という数日前に来たと思われるメッセと、前日くらいから大量に着信している番号がありました。

不在着信を開くと弁護士事務所からの着信にまぎれて、末尾が「0110」とか「1234」「7171」などの固定番号から着信していました。調べると全て警察署の実在する番号(※)で、そこからはもうパニックでした。

(※編註:公開にあたりご本人およびご家族様に確認した結果、大学の同級生がそれぞれの親御さんへ相談し、その親御さんから地元の都道府県警察へ通報されたのではないか、との見解でした)

10.謝罪とこれから

10.謝罪とこれから

結局大学の学生課から実家に連絡が行ってしまい、母親が深夜迎えにきて、その車に乗って僕は地元まで逃げました。

自宅に着いたときも車のドアは静かに開け、玄関に入って僕の姿が外から見えない様になってから母親にドアをゆっくり閉めてもらいました。

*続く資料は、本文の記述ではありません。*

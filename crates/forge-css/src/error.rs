//! Errors reported by the command language.

use thiserror::Error;

use crate::keyword::UnknownKeyword;
use crate::store::GeneratorKind;

#[derive(Debug, Clone, PartialEq, Eq, Error)]
pub enum CommandError {
    #[error("unknown command {0:?} (try `help`)")]
    UnknownCommand(String),

    #[error("usage: {0}")]
    Usage(&'static str),

    #[error("unterminated quote")]
    UnterminatedQuote,

    #[error(transparent)]
    Keyword(#[from] UnknownKeyword),

    #[error("{generator} has no field {field:?}")]
    UnknownField { generator: GeneratorKind, field: String },

    #[error("invalid value {value:?} for {field}: {reason}")]
    InvalidValue {
        field: String,
        value: String,
        reason: &'static str,
    },

    #[error("no {list} with id {id:?}")]
    UnknownId { list: &'static str, id: String },

    #[error("`{command}` does not apply to {active}")]
    WrongGenerator {
        command: &'static str,
        active: GeneratorKind,
    },

    #[error("failed to serialize config: {0}")]
    Json(String),
}

impl From<serde_json::Error> for CommandError {
    fn from(err: serde_json::Error) -> Self {
        Self::Json(err.to_string())
    }
}

impl CommandError {
    pub(crate) fn invalid(field: &str, value: &str, reason: &'static str) -> Self {
        Self::InvalidValue {
            field: field.to_string(),
            value: value.to_string(),
            reason,
        }
    }
}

久しぶりに会った母親の表情は険しく、僕は土下座して謝りましたが母親は無言でした。

そのままリビングに連れていかれソファーに座るように促されたのですが、僕は立ったまま話を始めました。まずは今まで迷惑をかけてしまったことに対する謝罪と今後のことに関してでした。

といっても全然今後のことなど分からないですし、相手の情報すらありません。

最終的には母親がどこかのツテで連れてきた頼りになるお兄さん的な存在の方(もしかしたら、母の彼氏かもしれません。うちは家庭環境が複雑なのですが、気にしないでください)にひとまず逮捕だけは待ってくれるように調整してもらいましたが、今でも着信は止まらず、実家にもたまにピンポンが来るので、今は外出も出来ません。

不動産屋の社長も知らぬ存ぜぬの一点張りらしく、更に男は捕まっていますし、こういう事案はまず僕が被害者の方に賠償と謝罪をして、さらに僕からあの男やその上の人物に返金交渉をしていく必要があると思うのですが、いったいどうやっていけばいいのか分からず途方に暮れています。